Günümüzde 18 ila 35 yaş arasına karşılık bulan ve daha çok Y ve Z kuşağı tarafından deneyimlenen Solo Travel, internetin gelişmesi ve kullanımının artmasına bağlı olarak yeni yerler keşfetme arzusunu körüklemiş ve bu seyahat türünün temsilcilerinin tüm bu keşif arzularını tek başına deneyimleme isteğine bağlı olarak günümüzde milyonlarca genç tarafından tercih edilmektedir. Özellikle Instagram ve YouTube gibi paylaşım sitelerindeki kullanıcı ve içeriklerin artmasıyla birlikte daha çok tercih edilir hale gelen Solo Travel kelime anlamı olarak “tek başına seyahat” anlamı taşımaktadır. Ayırca “Sırt Çantalı Seyahat (Backpacker Travel)” akımını da Solo Travel’a dâhil edebiliriz.

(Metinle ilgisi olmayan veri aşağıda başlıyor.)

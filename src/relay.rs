//! Rendering and correlation of relayed messages.
//!
//! A request forwarded to the responder pool carries its database id as a
//! plain-text token inside the rendered envelope. When a responder replies
//! to that message, the id is recovered by scanning the quoted text. The
//! token format is load-bearing wire compatibility with existing message
//! history; everything that needs to parse it goes through
//! [`extract_request_id`] so the encoding can be swapped for a structured
//! reference later.

use lazy_static::lazy_static;
use regex::Regex;

use crate::utils::truncate_str;

/// Label written into outgoing envelopes.
pub const CORRELATION_LABEL: &str = "ID savol:";

lazy_static! {
    // Both labels occur in historical messages; accept either.
    static ref RE_CORRELATION: Regex =
        Regex::new(r"(?:ID savol|ID вопроса):\s*(\d+)").unwrap();
}

/// Recovers a request id from the text of a forwarded envelope.
///
/// Scans for the known label tokens and parses the trailing integer. When
/// the text carries several tokens, the last one wins. Returns `None` when
/// no token is present or the number does not parse.
pub fn extract_request_id(text: &str) -> Option<i64> {
    RE_CORRELATION
        .captures_iter(text)
        .last()
        .and_then(|caps| caps[1].parse().ok())
}

/// Renders the HTML envelope forwarded to every responder.
pub fn render_request_envelope(
    requester_name: &str,
    requester_id: i64,
    body: &str,
    request_id: i64,
) -> String {
    format!(
        "❓ <b>Yangi savol bemordan:</b>\n\n\
         👤 {}\nID: {}\n\n\
         📝 <b>Savol:</b>\n{}\n\n\
         {} {}",
        html_escape::encode_text(requester_name),
        requester_id,
        html_escape::encode_text(body),
        CORRELATION_LABEL,
        request_id,
    )
}

/// Renders the HTML answer delivered back to the requester.
pub fn render_answer(responder_name: &str, request_body: &str, answer: &str) -> String {
    format!(
        "👨‍⚕️ <b>Javob shifokordan {}</b>\n\n\
         📝 <b>Sizning savolingiz:</b>\n{}\n\n\
         💬 <b>Javob:</b>\n{}",
        html_escape::encode_text(responder_name),
        html_escape::encode_text(&preview(request_body, 100)),
        html_escape::encode_text(answer),
    )
}

/// Truncated single-line preview of a request body, with a trailing
/// ellipsis when anything was cut.
pub fn preview(text: &str, max_chars: usize) -> String {
    if text.chars().count() > max_chars {
        format!("{}...", truncate_str(text, max_chars))
    } else {
        text.to_string()
    }
}

#[cfg(test)]
mod tests {
    use super::*;

    #[test]
    fn envelope_round_trips_through_extraction() {
        let envelope = render_request_envelope("Aziza Karimova", 555, "tizzamda og'riq", 42);
        assert!(envelope.contains("ID savol: 42"));
        assert_eq!(extract_request_id(&envelope), Some(42));
    }

    #[test]
    fn extracts_russian_label_from_historical_messages() {
        assert_eq!(extract_request_id("...\nID вопроса: 17"), Some(17));
    }

    #[test]
    fn last_token_wins_when_body_contains_one() {
        let envelope =
            render_request_envelope("B", 1, "oldingi savolim ID savol: 3 edi, yana so'rayman", 9);
        assert_eq!(extract_request_id(&envelope), Some(9));
    }

    #[test]
    fn missing_or_malformed_token_yields_none() {
        assert_eq!(extract_request_id("shunchaki matn"), None);
        assert_eq!(extract_request_id("ID savol: yo'q"), None);
        assert_eq!(extract_request_id(""), None);
    }

    #[test]
    fn envelope_escapes_html_in_user_input() {
        let envelope = render_request_envelope("<script>", 1, "a < b & c", 5);
        assert!(envelope.contains("&lt;script&gt;"));
        assert!(envelope.contains("a &lt; b &amp; c"));
        assert_eq!(extract_request_id(&envelope), Some(5));
    }

    #[test]
    fn preview_truncates_long_bodies_only() {
        assert_eq!(preview("qisqa", 50), "qisqa");
        let long = "x".repeat(60);
        let p = preview(&long, 50);
        assert_eq!(p.chars().count(), 53);
        assert!(p.ends_with("..."));
    }

    #[test]
    fn answer_contains_escaped_parts() {
        let html = render_answer("Dr <X>", "savol", "javob & izoh");
        assert!(html.contains("Dr &lt;X&gt;"));
        assert!(html.contains("javob &amp; izoh"));
    }
}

foto: stories.travel360.com
BAĞIMSIZ GEZGİNLER
Bağımsız seyahat eden gezginler, seyahat programlarında esnekliğe sahip olan, gittikleri destinasyonlarda ziyaret edecekleri yerleri seçme özgürlüğü bulunan ve gittiği destinasyonda tek bir yere bağlı kalmayıp çok sayıda kasaba ve şehri gezen gezginler, olarak tanımlanabilir (Hyde ve Lawson, 2003:13). Tek başına seyahat etmenin farklı isimlendirilmesi olan “bağımsız gezgin” kavramı, kitle turizmi ve gruplar halinde yapılan turizme karşılık son yıllarda giderek popülerleşmiş ve günümüzde milyonlarca gezgin tarafından tercih edilmektedir. Otobüs, uçak, tren gibi ulaşım araçları kullanılarak ya da motosikletle, bisikletle, otostop yoluyla ve yürüyerek yapılabilen Solo Travel sayesinde birçok bağımsız gezgin, belirli bir plan dâhilinde önceden belirledikleri seyahat noktaları için kilometrelerce yol kat etmektedir.

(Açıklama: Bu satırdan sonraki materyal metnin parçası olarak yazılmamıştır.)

use std::io::{self, Write};
use std::sync::Arc;

use dotenvy::dotenv;
use lazy_static::lazy_static;
use regex::Regex;
use teloxide::dispatching::dialogue::InMemStorage;
use teloxide::prelude::*;
use teloxide::utils::command::BotCommands;
use tracing::{error, info, warn};
use tracing_subscriber::{prelude::*, EnvFilter};

use savol_relay::bot::admin;
use savol_relay::bot::handlers::{self, Command};
use savol_relay::bot::state::{PanelSession, RelayDialogue, State};
use savol_relay::config::Settings;
use savol_relay::storage::Database;

lazy_static! {
    static ref RE_TOKEN1: Regex =
        Regex::new(r"(https?://[^/]+/bot)([0-9]+:[A-Za-z0-9_-]+)(/[^'\s]*)").unwrap();
    static ref RE_TOKEN2: Regex = Regex::new(r"([0-9]{8,10}:[A-Za-z0-9_-]{35})").unwrap();
    static ref RE_TOKEN3: Regex = Regex::new(r"(bot[0-9]{8,10}:)[A-Za-z0-9_-]+").unwrap();
}

fn redact(input: &str) -> String {
    let mut output = input.to_string();
    output = RE_TOKEN1
        .replace_all(&output, "$1[TELEGRAM_TOKEN]$3")
        .to_string();
    output = RE_TOKEN2.replace_all(&output, "[TELEGRAM_TOKEN]").to_string();
    output = RE_TOKEN3.replace_all(&output, "$1[TELEGRAM_TOKEN]").to_string();
    output
}

struct RedactingWriter<W: Write> {
    inner: W,
}

impl<W: Write> RedactingWriter<W> {
    fn new(inner: W) -> Self {
        Self { inner }
    }
}

impl<W: Write> Write for RedactingWriter<W> {
    fn write(&mut self, buf: &[u8]) -> io::Result<usize> {
        let s = String::from_utf8_lossy(buf);
        let redacted = redact(&s);
        self.inner.write_all(redacted.as_bytes())?;
        // We return the original buffer length to satisfy the contract,
        // even if the redacted string length differs.
        Ok(buf.len())
    }

    fn flush(&mut self) -> io::Result<()> {
        self.inner.flush()
    }
}

struct RedactingMakeWriter<F> {
    make_inner: F,
}

impl<F> RedactingMakeWriter<F> {
    fn new(make_inner: F) -> Self {
        Self { make_inner }
    }
}

impl<'a, F, W> tracing_subscriber::fmt::MakeWriter<'a> for RedactingMakeWriter<F>
where
    F: Fn() -> W + 'static,
    W: Write,
{
    type Writer = RedactingWriter<W>;

    fn make_writer(&'a self) -> Self::Writer {
        RedactingWriter::new((self.make_inner)())
    }
}

// Command menu and bot profile texts, installed best-effort at startup.
async fn setup_bot_meta(bot: &Bot) {
    if let Err(e) = bot.set_my_commands(Command::bot_commands()).await {
        warn!("failed to install the command menu: {e}");
    }

    let description = "👋🏻 Xush kelibsiz!\n\
        Savollaringizni navbatchi shifokorlarga yetkazib beraman.\n\n\
        Undan oldin kanalga a'zo bo'lishingiz SHART!\n\n\
        Muammo va savollaringizni matn, video, rasm yoki hujjat shaklida \
        yuborib batafsil yozing.";
    if let Err(e) = bot.set_my_description().description(description).await {
        warn!("failed to set bot description: {e}");
    }
    if let Err(e) = bot
        .set_my_short_description()
        .short_description("Tibbiy savollar uchun navbatchi shifokorlar bilan aloqa")
        .await
    {
        warn!("failed to set short description: {e}");
    }
}

#[tokio::main]
async fn main() -> Result<(), Box<dyn std::error::Error>> {
    // Load .env file
    dotenv().ok();

    // Setup logging with token redaction
    let make_writer = RedactingMakeWriter::new(io::stderr);

    let filter = EnvFilter::try_from_default_env().unwrap_or_else(|_| EnvFilter::new("info"));

    tracing_subscriber::registry()
        .with(filter)
        .with(tracing_subscriber::fmt::layer().with_writer(make_writer))
        .init();

    info!("Starting Savol Relay bot...");

    let settings = match Settings::new() {
        Ok(s) => {
            info!("Configuration loaded successfully.");
            s
        }
        Err(e) => {
            error!("Failed to load configuration: {}", e);
            std::process::exit(1);
        }
    };
    if settings.telegram_token.is_empty() {
        error!("TELEGRAM_TOKEN is not set; add it to the environment or .env");
        std::process::exit(1);
    }

    let db = match Database::new(&settings.database_file) {
        Ok(db) => Arc::new(db),
        Err(e) => {
            error!("Failed to initialise the database: {}", e);
            std::process::exit(1);
        }
    };

    let bot = Bot::new(settings.telegram_token.clone());
    let settings = Arc::new(settings);

    setup_bot_meta(&bot).await;

    let handler = dptree::entry()
        .branch(Update::filter_callback_query().endpoint(
            |bot: Bot, q: CallbackQuery, db: Arc<Database>, settings: Arc<Settings>| async move {
                if let Err(e) = handlers::handle_callback(bot, q, db, settings).await {
                    error!("Callback handler error: {e:#}");
                }
                respond(())
            },
        ))
        .branch(
            Update::filter_message()
                .enter_dialogue::<Message, InMemStorage<State>, State>()
                .branch(dptree::entry().filter_command::<Command>().endpoint(
                    |bot: Bot,
                     msg: Message,
                     cmd: Command,
                     dialogue: RelayDialogue,
                     db: Arc<Database>,
                     settings: Arc<Settings>| async move {
                        let res = match cmd {
                            Command::Start => handlers::start(bot, msg, db, settings).await,
                            Command::Help => handlers::help(bot, msg, db, settings).await,
                            Command::MyQuestions => {
                                handlers::my_questions(bot, msg, db, settings).await
                            }
                            Command::Admin => admin::admin_command(bot, msg, dialogue).await,
                            Command::SetDoctor => handlers::set_doctor_deprecated(bot, msg).await,
                        };
                        if let Err(e) = res {
                            error!("Command error: {e:#}");
                        }
                        respond(())
                    },
                ))
                .branch(dptree::case![State::AwaitingLogin].endpoint(
                    |bot: Bot, msg: Message, dialogue: RelayDialogue| async move {
                        if let Err(e) = admin::handle_login(bot, msg, dialogue).await {
                            error!("Login handler error: {e:#}");
                        }
                        respond(())
                    },
                ))
                .branch(dptree::case![State::AwaitingPassword].endpoint(
                    |bot: Bot, msg: Message, dialogue: RelayDialogue, db: Arc<Database>| async move {
                        if let Err(e) = admin::handle_password(bot, msg, dialogue, db).await {
                            error!("Password handler error: {e:#}");
                        }
                        respond(())
                    },
                ))
                .branch(dptree::case![State::Authorized(panel)].endpoint(
                    |bot: Bot,
                     msg: Message,
                     panel: PanelSession,
                     dialogue: RelayDialogue,
                     db: Arc<Database>,
                     settings: Arc<Settings>| async move {
                        if let Err(e) =
                            admin::handle_panel(bot, msg, panel, dialogue, db, settings).await
                        {
                            error!("Admin panel handler error: {e:#}");
                        }
                        respond(())
                    },
                ))
                .branch(dptree::case![State::AwaitingAddResponder(panel)].endpoint(
                    |bot: Bot,
                     msg: Message,
                     panel: PanelSession,
                     dialogue: RelayDialogue,
                     db: Arc<Database>,
                     settings: Arc<Settings>| async move {
                        if let Err(e) =
                            admin::handle_add_responder(bot, msg, panel, dialogue, db, settings)
                                .await
                        {
                            error!("Add responder handler error: {e:#}");
                        }
                        respond(())
                    },
                ))
                .branch(dptree::case![State::AwaitingRemoveResponder(panel)].endpoint(
                    |bot: Bot,
                     msg: Message,
                     panel: PanelSession,
                     dialogue: RelayDialogue,
                     db: Arc<Database>| async move {
                        if let Err(e) =
                            admin::handle_remove_responder(bot, msg, panel, dialogue, db).await
                        {
                            error!("Remove responder handler error: {e:#}");
                        }
                        respond(())
                    },
                ))
                .branch(dptree::case![State::AwaitingPasswordChange(panel)].endpoint(
                    |bot: Bot,
                     msg: Message,
                     panel: PanelSession,
                     dialogue: RelayDialogue,
                     db: Arc<Database>| async move {
                        if let Err(e) =
                            admin::handle_password_change(bot, msg, panel, dialogue, db).await
                        {
                            error!("Password change handler error: {e:#}");
                        }
                        respond(())
                    },
                ))
                .branch(
                    dptree::case![State::Idle]
                        .branch(
                            Update::filter_message()
                                .filter(|msg: Message| msg.reply_to_message().is_some())
                                .endpoint(|bot: Bot, msg: Message, db: Arc<Database>| async move {
                                    if let Err(e) =
                                        handlers::handle_responder_reply(bot, msg, db).await
                                    {
                                        error!("Reply handler error: {e:#}");
                                    }
                                    respond(())
                                }),
                        )
                        .branch(Update::filter_message().endpoint(
                            |bot: Bot,
                             msg: Message,
                             db: Arc<Database>,
                             settings: Arc<Settings>| async move {
                                if let Err(e) =
                                    handlers::handle_user_message(bot, msg, db, settings).await
                                {
                                    error!("Message handler error: {e:#}");
                                }
                                respond(())
                            },
                        )),
                ),
        );

    info!("Bot is running...");

    Dispatcher::builder(bot, handler)
        .dependencies(dptree::deps![db, settings, InMemStorage::<State>::new()])
        .enable_ctrlc_handler()
        .build()
        .dispatch()
        .await;

    Ok(())
}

Yeni nesil turizm anlayışında bireyselliği ve deneyimsel pratikleri teşvik eden yaklaşımlar öne çıkmaktadır. Karşılaşılan yeni uygulamalar turistleri “bakış koleksiyoncusu” durumundan “deneyim avcısı” konumuna taşımaya başlamaktadır (Kara ve Emekli, 2018:113). Solo Travel’ı tercih eden gezginler seyahat programlarında esnekliğe sahip olmak ve gittikleri turistik destinasyonlarda tek bir yere bağlı kalmamak için, tatil planlarını kendileri yapmaktadır. Daha önceden hazırladıkları seyahat güzergâhlarını ve seyahatleri süresince yapacakları faaliyetleri önceden belirleyen bağımsız gezginler, paket turları satın almaktan kaçınan ve gittikleri destinasyonlarda farklı bir deneyim arayışı içinde olan kişilerdir.

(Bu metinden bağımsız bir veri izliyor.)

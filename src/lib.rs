//! Savol Relay - a Telegram bot connecting patients to on-call doctors.
//!
//! Inbound questions are persisted, fanned out to the responder roster
//! and correlated back to their askers when a responder replies. Access
//! is gated by channel membership and self-reported social subscriptions,
//! and the roster is managed through a password-protected admin panel.

/// Telegram bot implementation
pub mod bot;
/// Configuration management
pub mod config;
/// Envelope rendering and reply correlation
pub mod relay;
/// SQLite storage layer
pub mod storage;
pub mod utils;
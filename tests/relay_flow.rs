//! End-to-end flow over the store and the envelope correlation, without
//! the Telegram transport.

use savol_relay::relay;
use savol_relay::storage::{Database, RequestStatus, Role};

fn temp_db() -> (tempfile::TempDir, Database) {
    let dir = tempfile::tempdir().expect("tempdir");
    let db = Database::new(dir.path().join("relay.db")).expect("open db");
    (dir, db)
}

#[tokio::test]
async fn request_without_responders_stays_pending() {
    let (_dir, db) = temp_db();
    db.ensure_user(555, None, Some("Bemor".into())).await;

    let request_id = db
        .add_request(555, 1, "tizzamda og'riq bor".into())
        .await
        .unwrap();

    // Nobody to fan out to; the row simply waits.
    assert!(db.responders().await.unwrap().is_empty());
    let listed = db.user_requests(555, 10).await.unwrap();
    assert_eq!(listed.len(), 1);
    assert_eq!(listed[0].request_id, request_id);
    assert_eq!(listed[0].status, RequestStatus::Pending);
    assert_eq!(relay::preview(&listed[0].body, 50), "tizzamda og'riq bor");
}

#[tokio::test]
async fn responder_reply_is_correlated_back_to_the_request() {
    let (_dir, db) = temp_db();
    db.ensure_user(555, None, Some("Aziza Karimova".into())).await;
    assert!(db.add_responder(777, Some("doc".into()), Some("Dr. Olim".into())).await);

    let request_id = db
        .add_request(555, 10, "bosh og'rig'i haqida savol".into())
        .await
        .unwrap();

    // What the responder pool receives.
    let envelope = relay::render_request_envelope(
        "Aziza Karimova",
        555,
        "bosh og'rig'i haqida savol",
        request_id,
    );

    // The responder replies to the envelope; the id is recovered from the
    // quoted text, never from any side channel.
    let recovered = relay::extract_request_id(&envelope).expect("token present");
    assert_eq!(recovered, request_id);

    let request = db.get_request(recovered).await.unwrap().expect("known id");
    assert_eq!(request.user_id, 555);

    db.add_response(recovered, 777, 20, "ko'proq suv iching".into())
        .await
        .unwrap();

    let request = db.get_request(recovered).await.unwrap().unwrap();
    assert_eq!(request.status, RequestStatus::Answered);
    assert_eq!(
        db.user_requests(555, 10).await.unwrap()[0].status,
        RequestStatus::Answered
    );

    let answer = relay::render_answer("Dr. Olim", &request.body, "ko'proq suv iching");
    assert!(answer.contains("Dr. Olim"));
    assert!(answer.contains("ko'proq suv iching"));
}

#[tokio::test]
async fn unknown_correlation_token_persists_nothing() {
    let (_dir, db) = temp_db();
    db.add_responder(777, None, None).await;

    // Reply quoted a message without any token.
    assert_eq!(relay::extract_request_id("shunchaki xabar"), None);

    // A token pointing at a request that does not exist is also rejected
    // before anything is written.
    let ghost = relay::extract_request_id("ID savol: 424242").unwrap();
    assert!(db.get_request(ghost).await.unwrap().is_none());
}

#[tokio::test]
async fn promoted_then_demoted_responder_loses_reply_privileges() {
    let (_dir, db) = temp_db();
    db.ensure_user(777, Some("doc".into()), None).await;

    assert!(db.add_responder(777, None, None).await);
    assert_eq!(
        db.get_user(777).await.unwrap().unwrap().role,
        Role::Responder
    );

    assert!(db.remove_responder(777).await);
    assert_eq!(db.get_user(777).await.unwrap().unwrap().role, Role::Regular);
}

Serhat Harman (2012) bir çalışmasında bağımsız seyahat eden gezginlerin Türkiye’deki ortalama kalış sürelerinin (11,6 gün), normal bir turistin kalış süresinin (4,3 gün) 2,6 katı olduğunu belirtmektedir. Bağımsız seyahat eden gezginlerin kalış sürelerinin uzunluğu göz önünde bulundurulduğunda bu tür gezginlerin paket tur satın alan bir turiste göre daha fazla harcama yapma olasılığı yüksektir.
Neden Solo Travel?
-
Kitle turizminden sıkılmak.
-
Yeni yerler, yeni kültürler ve yeni lezzetler keşfetme arzusu.
-
İlginç bir deneyim yaşama.
-
Kendini bulma, kendini tanıma, kendini keşfetme.
-
Özgüven kazanma, kendini ispat etme.
-
Macera tutkusu.
-
Lisan geliştirme.
Solo Travel daha çok kimler tarafından tercih ediliyor?
-
18 – 35 yaş arası gençler.
-
Bekar olan gezginler.
-
Lisans mezunları.
-
Öğrenciler.
-
Ortalama bir gelire sahip olanlar.
-
Cesaretli olanlar.
Solo Travel seyahat türünü gerçekleştiren bazı bağımsız gezginlere örnek verecek olursak; Hale Sargın‘ı (İşim Gücüm Gezmek), Mehmet Genç‘i (Rotasız Seyyah), Özlem Güzelharcan‘ı (Gezgin Martı), Güneş Akdoğan‘ı (Drummer Lisard), Bestami Köse‘yi (Plansız Gezgin) ve Kerimcan Akduman‘ı (I Can Travel) bu kategorinin içine dahil edebiliriz.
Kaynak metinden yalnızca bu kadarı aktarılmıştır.